Updated on June 19, 2020

Comments

  • edsamiracle
    edsamiracle over 3 years

    I have a page that searches with filters. I have this code for example,

    xmlTempResultSearch = xmlResidentListDisplay.selectNodes("//PeopleList/Row[@LastName != '"+txtSearch.value+"']");
    xmlTempResultSearch.removeAll();
    

    This selects the data that is not equal to the LastName inputted on the txtSearch textbox and then removes them from the result set so that its filtered to equal the last name on the txtSearch textbox.

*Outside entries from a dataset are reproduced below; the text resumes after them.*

//! Stochastic dual coordinate ascent for L2-regularized linear models
//!
//! Each coordinate step maximizes the dual in one example's variable
//! `beta_i = alpha_i * y_i`, kept in `[0, 1]`, and updates the primal
//! weights `w = sum(alpha_i * x_i) / (lambda * n)` in place. The bias is a
//! weight on a constant feature.

use crate::error::Result;
use ndarray::{s, Array1, Array2};
use rand::prelude::*;
use rand_xoshiro::Xoshiro256PlusPlus;
use serde::{Deserialize, Serialize};

use super::linear::{score_fitted, LinearWeights};
use super::{check_fit_input, sigmoid, signed_labels, BinaryClassifier};

#[derive(Debug, Clone, Copy, PartialEq, Serialize, Deserialize)]
pub enum SdcaLoss {
    /// Log loss; calibrated through the sigmoid
    Logistic,
    /// Hinge loss; raw margins only
    Hinge,
}

#[derive(Debug, Clone, Serialize, Deserialize)]
pub struct SdcaConfig {
    pub loss: SdcaLoss,
    /// Regularization; `1 / n` when unset
    pub lambda: Option<f64>,
    pub epochs: usize,
    /// Stop once an epoch's largest dual step falls below this
    pub tol: f64,
    pub random_state: u64,
}

impl Default for SdcaConfig {
    fn default() -> Self {
        Self {
            loss: SdcaLoss::Logistic,
            lambda: None,
            epochs: 20,
            tol: 1e-6,
            random_state: 42,
        }
    }
}

impl SdcaConfig {
    pub fn with_loss(mut self, loss: SdcaLoss) -> Self {
        self.loss = loss;
        self
    }

    pub fn with_random_state(mut self, seed: u64) -> Self {
        self.random_state = seed;
        self
    }
}

#[derive(Debug, Clone, Serialize, Deserialize)]
pub struct SdcaClassifier {
    pub config: SdcaConfig,
    fitted: Option<LinearWeights>,
}

impl SdcaClassifier {
    pub fn new(config: SdcaConfig) -> Self {
        Self {
            config,
            fitted: None,
        }
    }

    pub fn is_calibrated(&self) -> bool {
        self.config.loss == SdcaLoss::Logistic
    }
}

const BETA_EPS: f64 = 1e-12;

/// Dual step for the logistic loss: a few Newton iterations on
/// `ln((1 - b) / b) - margin - q * d = 0`
fn logistic_step(beta: f64, margin: f64, q: f64) -> f64 {
    let mut d = 0.0;
    for _ in 0..8 {
        let b = (beta + d).clamp(BETA_EPS, 1.0 - BETA_EPS);
        let g = ((1.0 - b) / b).ln() - margin - q * d;
        let h = -1.0 / (b * (1.0 - b)) - q;
        let next = d - g / h;
        d = (beta + next).clamp(BETA_EPS, 1.0 - BETA_EPS) - beta;
        if g.abs() < 1e-10 {
            break;
        }
    }
    d
}

/// Closed-form dual step for the hinge loss
fn hinge_step(beta: f64, margin: f64, q: f64) -> f64 {
    let target = if q > 0.0 { beta + (1.0 - margin) / q } else { 1.0 };
    target.clamp(0.0, 1.0) - beta
}

impl BinaryClassifier for SdcaClassifier {
    fn fit(&mut self, x: &Array2<f64>, y: &Array1<f64>) -> Result<()> {
        check_fit_input(x, y)?;
        let (n, p) = x.dim();
        let y_signed = signed_labels(y);
        let lambda = self.config.lambda.unwrap_or(1.0 / n as f64).max(1e-12);
        let scale = 1.0 / (lambda * n as f64);

        let start = match self.config.loss {
            SdcaLoss::Logistic => 0.5,
            SdcaLoss::Hinge => 0.0,
        };
        let mut beta = vec![start; n];

        // Last slot is the bias
        let mut w: Array1<f64> = Array1::zeros(p + 1);
        for i in 0..n {
            let coef = start * y_signed[i] * scale;
            w.slice_mut(s![..p]).scaled_add(coef, &x.row(i));
            w[p] += coef;
        }

        let sq_norms: Vec<f64> = x.rows().into_iter().map(|r| r.dot(&r) + 1.0).collect();
        let mut rng = Xoshiro256PlusPlus::seed_from_u64(self.config.random_state);
        let mut indices: Vec<usize> = (0..n).collect();

        for _ in 0..self.config.epochs {
            indices.shuffle(&mut rng);
            let mut max_step = 0.0f64;

            for &i in &indices {
                let xi = x.row(i);
                let yi = y_signed[i];
                let margin = yi * (xi.dot(&w.slice(s![..p])) + w[p]);
                let q = sq_norms[i] * scale;

                let d = match self.config.loss {
                    SdcaLoss::Logistic => logistic_step(beta[i], margin, q),
                    SdcaLoss::Hinge => hinge_step(beta[i], margin, q),
                };
                if d == 0.0 {
                    continue;
                }

                beta[i] += d;
                let coef = d * yi * scale;
                w.slice_mut(s![..p]).scaled_add(coef, &xi);
                w[p] += coef;
                max_step = max_step.max(d.abs());
            }

            if max_step < self.config.tol {
                break;
            }
        }

        self.fitted = Some(LinearWeights {
            weights: w.slice(s![..p]).to_owned(),
            bias: w[p],
        });
        Ok(())
    }

    fn decision_function(&self, x: &Array2<f64>) -> Result<Array1<f64>> {
        score_fitted(&self.fitted, x)
    }

    fn predict_proba(&self, x: &Array2<f64>) -> Result<Option<Array1<f64>>> {
        let margins = self.decision_function(x)?;
        Ok(self.is_calibrated().then(|| margins.mapv(sigmoid)))
    }

    fn feature_weights(&self) -> Option<Array1<f64>> {
        self.fitted.as_ref().map(LinearWeights::abs_weights)
    }
}

#[cfg(test)]
mod tests {
    use super::*;
    use crate::training::test_data::{accuracy, separable};

    #[test]
    fn test_hinge_step_clamps() {
        assert_eq!(hinge_step(0.0, 5.0, 1.0), 0.0);
        assert_eq!(hinge_step(0.0, -5.0, 1.0), 1.0);
    }

    #[test]
    fn test_logistic_step_solves_stationarity() {
        let (beta, margin, q) = (0.5, 0.3, 2.0);
        let d = logistic_step(beta, margin, q);
        let b = beta + d;
        let g = ((1.0 - b) / b).ln() - margin - q * d;
        assert!(g.abs() < 1e-8);
    }

    #[test]
    fn test_sdca_logistic() {
        let (x, y) = separable(40);
        let mut model = SdcaClassifier::new(SdcaConfig::default());
        model.fit(&x, &y).unwrap();

        assert!(accuracy(&model.decision_function(&x).unwrap(), &y) > 0.9);
        assert!(model.predict_proba(&x).unwrap().is_some());
    }

    #[test]
    fn test_sdca_hinge() {
        let (x, y) = separable(40);
        let mut model = SdcaClassifier::new(SdcaConfig::default().with_loss(SdcaLoss::Hinge));
        model.fit(&x, &y).unwrap();

        assert!(accuracy(&model.decision_function(&x).unwrap(), &y) > 0.9);
        assert!(model.predict_proba(&x).unwrap().is_none());
    }
}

    My problem with this code is that it should be equal (=) to the txtSearch.value, what I want is that I want the result set LIKE the txtSearch.value. What happens on my page is that when I type 'santos' on the txtSearch textbox, its result set is all those last names with 'santos'. But when I type 'sant', nothing appears. I want the same result set with 'santos' because it all contains 'sant'

  • edsamiracle
    edsamiracle about 11 years
    I can't get this to work. I was searching for 'bro' since the last name I want to get is 'Broerman'. I got an error that says: Error: Expected token ']' found 'NAME'. //PeopleList/Row[not-->contains<--(@LastName, 'bro')]
  • Khue Vu
    Khue Vu about 11 years
    Oh, I am sorry, this should be not(contains(...))